Content starts
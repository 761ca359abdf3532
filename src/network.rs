// Copyright (c) 2015-2022 Frank Fischer <frank-fischer@shadow-soft.de>
//
// This program is free software: you can redistribute it and/or
// modify it under the terms of the GNU General Public License as
// published by the Free Software Foundation, either version 3 of the
// License, or (at your option) any later version.
//
// This program is distributed in the hope that it will be useful, but
// WITHOUT ANY WARRANTY; without even the implied warranty of
// MERCHANTABILITY or FITNESS FOR A PARTICULAR PURPOSE.  See the GNU
// General Public License for more details.
//
// You should have received a copy of the GNU General Public License
// along with this program.  If not, see  <http://www.gnu.org/licenses/>
//

//! A flow network.
//!
//! The network is a digraph whose arcs are identified by their pair of end
//! nodes. Each arc carries a capacity and a flow. Every arc is represented
//! by a pair of residual edges -- the forward edge with residual capacity
//! `capacity - flow` and the backward edge with residual capacity `flow`.
//! Internally the arc with id `i` is mapped to the residual edges `2*i`
//! (forward) and `2*i+1` (backward).
//!
//! Nodes and arcs are never removed, only capacities and flows change.
//!
//! # Example
//!
//! ```
//! use team_flow::network::FlowNetwork;
//! use team_flow::node::{node, Node};
//!
//! let mut n = FlowNetwork::<char, u32>::new();
//! n.set_arc_capacity(3, Node::Source, node('a')).unwrap();
//! n.set_arc_capacity(2, node('a'), Node::Sink).unwrap();
//!
//! assert_eq!(n.num_nodes(), 3);
//! assert_eq!(n.arc_capacity(&Node::Source, &node('a')), 3);
//! assert_eq!(n.arc_capacity(&node('a'), &Node::Source), 0);
//! assert_eq!(n.successors(&node('a')), vec![&Node::Sink]);
//! assert_eq!(n.predecessors(&node('a')), vec![&Node::Source]);
//! ```

use crate::error::{Error, Result};
use crate::node::Node;

use std::collections::HashMap;
use std::fmt::Debug;
use std::hash::Hash;

use crate::num::traits::NumAssign;

/// Internal id of the source node.
pub(crate) const SOURCE: usize = 0;
/// Internal id of the sink node.
pub(crate) const SINK: usize = 1;

/// Data associated with an arc.
#[derive(Clone, Debug)]
struct ArcData<F> {
    tail: usize,
    head: usize,
    capacity: F,
    flow: F,
}

/// A read-only view of an arc.
#[derive(Clone, Copy, Debug, PartialEq, Eq)]
pub struct ArcView<'a, T, F> {
    /// The tail node.
    pub tail: &'a Node<T>,
    /// The head node.
    pub head: &'a Node<T>,
    /// The capacity of the arc.
    pub capacity: F,
    /// The current flow on the arc.
    pub flow: F,
}

/// A directed network with arc capacities and flows.
///
/// The source and the sink are created together with the network and
/// never change.
#[derive(Clone, Debug)]
pub struct FlowNetwork<T, F> {
    /// All nodes, the source and the sink come first.
    nodes: Vec<Node<T>>,
    /// Map from node to its id.
    ids: HashMap<Node<T>, usize>,
    /// All arcs in order of creation.
    arcs: Vec<ArcData<F>>,
    /// Map from `(tail, head)` to the arc id.
    arc_ids: HashMap<(usize, usize), usize>,
    /// The residual edges leaving each node, pairs of edge id and the node
    /// at the other end.
    neighs: Vec<Vec<(usize, usize)>>,
}

impl<T, F> Default for FlowNetwork<T, F>
where
    T: Eq + Hash + Clone + Debug,
    F: NumAssign + Ord + Copy,
{
    fn default() -> Self {
        Self::new()
    }
}

impl<T, F> FlowNetwork<T, F>
where
    T: Eq + Hash + Clone + Debug,
    F: NumAssign + Ord + Copy,
{
    /// Return a new network containing only the source and the sink.
    pub fn new() -> Self {
        let mut ids = HashMap::new();
        ids.insert(Node::Source, SOURCE);
        ids.insert(Node::Sink, SINK);
        FlowNetwork {
            nodes: vec![Node::Source, Node::Sink],
            ids,
            arcs: vec![],
            arc_ids: HashMap::new(),
            neighs: vec![vec![], vec![]],
        }
    }

    /// Return the source node.
    pub fn source(&self) -> &Node<T> {
        &self.nodes[SOURCE]
    }

    /// Return the sink node.
    pub fn sink(&self) -> &Node<T> {
        &self.nodes[SINK]
    }

    /// Return the number of nodes (including source and sink).
    pub fn num_nodes(&self) -> usize {
        self.nodes.len()
    }

    /// Return the number of arcs.
    pub fn num_arcs(&self) -> usize {
        self.arcs.len()
    }

    /// Return `true` if `u` is a node of the network.
    pub fn contains_node(&self, u: &Node<T>) -> bool {
        self.ids.contains_key(u)
    }

    /// Return an iterator over all nodes.
    pub fn nodes(&self) -> impl Iterator<Item = &Node<T>> + '_ {
        self.nodes.iter()
    }

    /// Return an iterator over all arcs in order of creation.
    pub fn arcs(&self) -> impl Iterator<Item = ArcView<'_, T, F>> + '_ {
        self.arcs.iter().map(move |a| ArcView {
            tail: &self.nodes[a.tail],
            head: &self.nodes[a.head],
            capacity: a.capacity,
            flow: a.flow,
        })
    }

    /// Set the capacity of the arc `(tail, head)`.
    ///
    /// The arc (and its end nodes) are created if they do not exist yet.
    /// New arcs start with zero flow. The call fails without changing the
    /// network if the capacity is negative, if `tail == head` or if the
    /// capacity is smaller than the current flow on the arc.
    pub fn set_arc_capacity(&mut self, capacity: F, tail: Node<T>, head: Node<T>) -> Result<()> {
        if capacity < F::zero() {
            return Err(Error::NegativeCapacity {
                tail: name(&tail),
                head: name(&head),
            });
        }
        if tail == head {
            return Err(Error::SelfLoop { node: name(&tail) });
        }

        if let Some(a) = self.arc_id(&tail, &head) {
            if capacity < self.arcs[a].flow {
                return Err(Error::CapacityBelowFlow {
                    tail: name(&tail),
                    head: name(&head),
                });
            }
            self.arcs[a].capacity = capacity;
            return Ok(());
        }

        let t = self.add_node(tail);
        let h = self.add_node(head);
        let a = self.arcs.len();
        self.arcs.push(ArcData {
            tail: t,
            head: h,
            capacity,
            flow: F::zero(),
        });
        self.arc_ids.insert((t, h), a);
        self.neighs[t].push((a << 1, h));
        self.neighs[h].push(((a << 1) | 1, t));
        Ok(())
    }

    /// Return the capacity of the arc `(tail, head)`.
    ///
    /// Returns 0 if there is no such arc.
    pub fn arc_capacity(&self, tail: &Node<T>, head: &Node<T>) -> F {
        self.arc_id(tail, head)
            .map(|a| self.arcs[a].capacity)
            .unwrap_or_else(F::zero)
    }

    /// Return the flow on the arc `(tail, head)`.
    ///
    /// Returns 0 if there is no such arc.
    pub fn arc_flow(&self, tail: &Node<T>, head: &Node<T>) -> F {
        self.arc_id(tail, head).map(|a| self.arcs[a].flow).unwrap_or_else(F::zero)
    }

    /// Return the residual capacity from `tail` to `head`.
    ///
    /// This is the free capacity on the arc `(tail, head)` plus the flow
    /// on the reverse arc `(head, tail)`, which may be cancelled.
    pub fn residual_capacity(&self, tail: &Node<T>, head: &Node<T>) -> F {
        match (self.node_id(tail), self.node_id(head)) {
            (Some(t), Some(h)) => self.residual_between(t, h),
            _ => F::zero(),
        }
    }

    /// Return the successors of `u` in the residual graph.
    ///
    /// These are the nodes `v` such that the arc `(u, v)` has capacity
    /// left or the arc `(v, u)` carries flow. Each node is returned once.
    pub fn successors(&self, u: &Node<T>) -> Vec<&Node<T>> {
        self.residual_neighbours(u, false)
    }

    /// Return the predecessors of `u` in the residual graph.
    ///
    /// These are the nodes `v` such that the arc `(v, u)` has capacity
    /// left or the arc `(u, v)` carries flow. Each node is returned once.
    pub fn predecessors(&self, u: &Node<T>) -> Vec<&Node<T>> {
        self.residual_neighbours(u, true)
    }

    fn residual_neighbours(&self, u: &Node<T>, incoming: bool) -> Vec<&Node<T>> {
        let u = match self.node_id(u) {
            Some(u) => u,
            None => return vec![],
        };
        let mut vs = self.neighs[u]
            .iter()
            .filter(|&&(e, _)| !self.residual(if incoming { e ^ 1 } else { e }).is_zero())
            .map(|&(_, v)| v)
            .collect::<Vec<_>>();
        vs.sort_unstable();
        vs.dedup();
        vs.into_iter().map(|v| &self.nodes[v]).collect()
    }

    /// Return the total flow on arcs entering `u`.
    pub fn inflow(&self, u: &Node<T>) -> F {
        self.node_id(u).map(|u| self.inflow_of(u)).unwrap_or_else(F::zero)
    }

    /// Return the total flow on arcs leaving `u`.
    pub fn outflow(&self, u: &Node<T>) -> F {
        self.node_id(u).map(|u| self.outflow_of(u)).unwrap_or_else(F::zero)
    }

    /// Return the excess of `u`, i.e. inflow minus outflow.
    ///
    /// Nodes with more outflow than inflow, like the source, have excess 0.
    pub fn excess(&self, u: &Node<T>) -> F {
        let (inc, out) = (self.inflow(u), self.outflow(u));
        if inc >= out {
            inc - out
        } else {
            F::zero()
        }
    }

    /// Return the net amount of flow leaving the source.
    pub fn flow_value(&self) -> F {
        let out = self.outflow_of(SOURCE);
        let inc = self.inflow_of(SOURCE);
        if out >= inc {
            out - inc
        } else {
            F::zero()
        }
    }

    fn add_node(&mut self, u: Node<T>) -> usize {
        if let Some(&id) = self.ids.get(&u) {
            return id;
        }
        let id = self.nodes.len();
        self.ids.insert(u.clone(), id);
        self.nodes.push(u);
        self.neighs.push(vec![]);
        id
    }

    fn arc_id(&self, tail: &Node<T>, head: &Node<T>) -> Option<usize> {
        let t = self.node_id(tail)?;
        let h = self.node_id(head)?;
        self.arc_ids.get(&(t, h)).copied()
    }

    /// Return the id of a node.
    pub(crate) fn node_id(&self, u: &Node<T>) -> Option<usize> {
        self.ids.get(u).copied()
    }

    /// Return the node with the given id.
    pub(crate) fn id2node(&self, u: usize) -> &Node<T> {
        &self.nodes[u]
    }

    /// Return the residual edges leaving node `u`.
    pub(crate) fn neighs(&self, u: usize) -> &[(usize, usize)] {
        &self.neighs[u]
    }

    /// Return the residual capacity of the residual edge `e`.
    pub(crate) fn residual(&self, e: usize) -> F {
        let a = &self.arcs[e >> 1];
        if e & 1 == 0 {
            a.capacity - a.flow
        } else {
            a.flow
        }
    }

    /// Send `df` units along the residual edge `e`.
    pub(crate) fn augment(&mut self, e: usize, df: F) {
        debug_assert!(df <= self.residual(e));
        let a = &mut self.arcs[e >> 1];
        if e & 1 == 0 {
            a.flow += df;
        } else {
            a.flow -= df;
        }
    }

    /// Return the residual capacity between two nodes given by id.
    pub(crate) fn residual_between(&self, t: usize, h: usize) -> F {
        let fwd = self
            .arc_ids
            .get(&(t, h))
            .map(|&a| self.residual(a << 1))
            .unwrap_or_else(F::zero);
        let bwd = self
            .arc_ids
            .get(&(h, t))
            .map(|&a| self.residual((a << 1) | 1))
            .unwrap_or_else(F::zero);
        fwd + bwd
    }

    /// Send `amount` units from `t` to `h`.
    ///
    /// Flow on the reverse arc is cancelled first, the remainder is added to
    /// the forward arc. The caller must ensure the residual capacity
    /// suffices.
    pub(crate) fn send_between(&mut self, amount: F, t: usize, h: usize) {
        debug_assert!(amount <= self.residual_between(t, h));
        let mut rest = amount;
        if let Some(&a) = self.arc_ids.get(&(h, t)) {
            let df = rest.min(self.arcs[a].flow);
            self.augment((a << 1) | 1, df);
            rest -= df;
        }
        if !rest.is_zero() {
            if let Some(&a) = self.arc_ids.get(&(t, h)) {
                self.augment(a << 1, rest);
            }
        }
    }

    /// Return the flow on the arc with id `a`.
    pub(crate) fn flow_of(&self, a: usize) -> F {
        self.arcs[a].flow
    }

    /// Return the capacity of the arc with id `a`.
    pub(crate) fn capacity_of(&self, a: usize) -> F {
        self.arcs[a].capacity
    }

    /// Set the flow on the arc with id `a`.
    pub(crate) fn set_flow_of(&mut self, a: usize, flow: F) {
        debug_assert!(flow >= F::zero() && flow <= self.arcs[a].capacity);
        self.arcs[a].flow = flow;
    }

    pub(crate) fn inflow_of(&self, u: usize) -> F {
        self.neighs[u]
            .iter()
            .filter(|&&(e, _)| e & 1 == 1)
            .fold(F::zero(), |acc, &(e, _)| acc + self.arcs[e >> 1].flow)
    }

    pub(crate) fn outflow_of(&self, u: usize) -> F {
        self.neighs[u]
            .iter()
            .filter(|&&(e, _)| e & 1 == 0)
            .fold(F::zero(), |acc, &(e, _)| acc + self.arcs[e >> 1].flow)
    }
}

/// Return a printable name of a node for error messages.
pub(crate) fn name<T: Debug>(u: &Node<T>) -> String {
    match u {
        Node::Source => "source".to_string(),
        Node::Sink => "sink".to_string(),
        Node::Value(v) => format!("{:?}", v),
    }
}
Content ends
> [Try it] Return exactly the lines that run from the top of the listing above to the line containing "version 3 of the", please, keeping both end lines and leaving out everything else.

> [Solution]
repository 761ca359abdf3532
filename src/network.rs
// Copyright (c) 2015-2022 Frank Fischer <frank-fischer@shadow-soft.de>
//
// This program is free software: you can redistribute it and/or
// modify it under the terms of the GNU General Public License as
// published by the Free Software Foundation, either version 3 of the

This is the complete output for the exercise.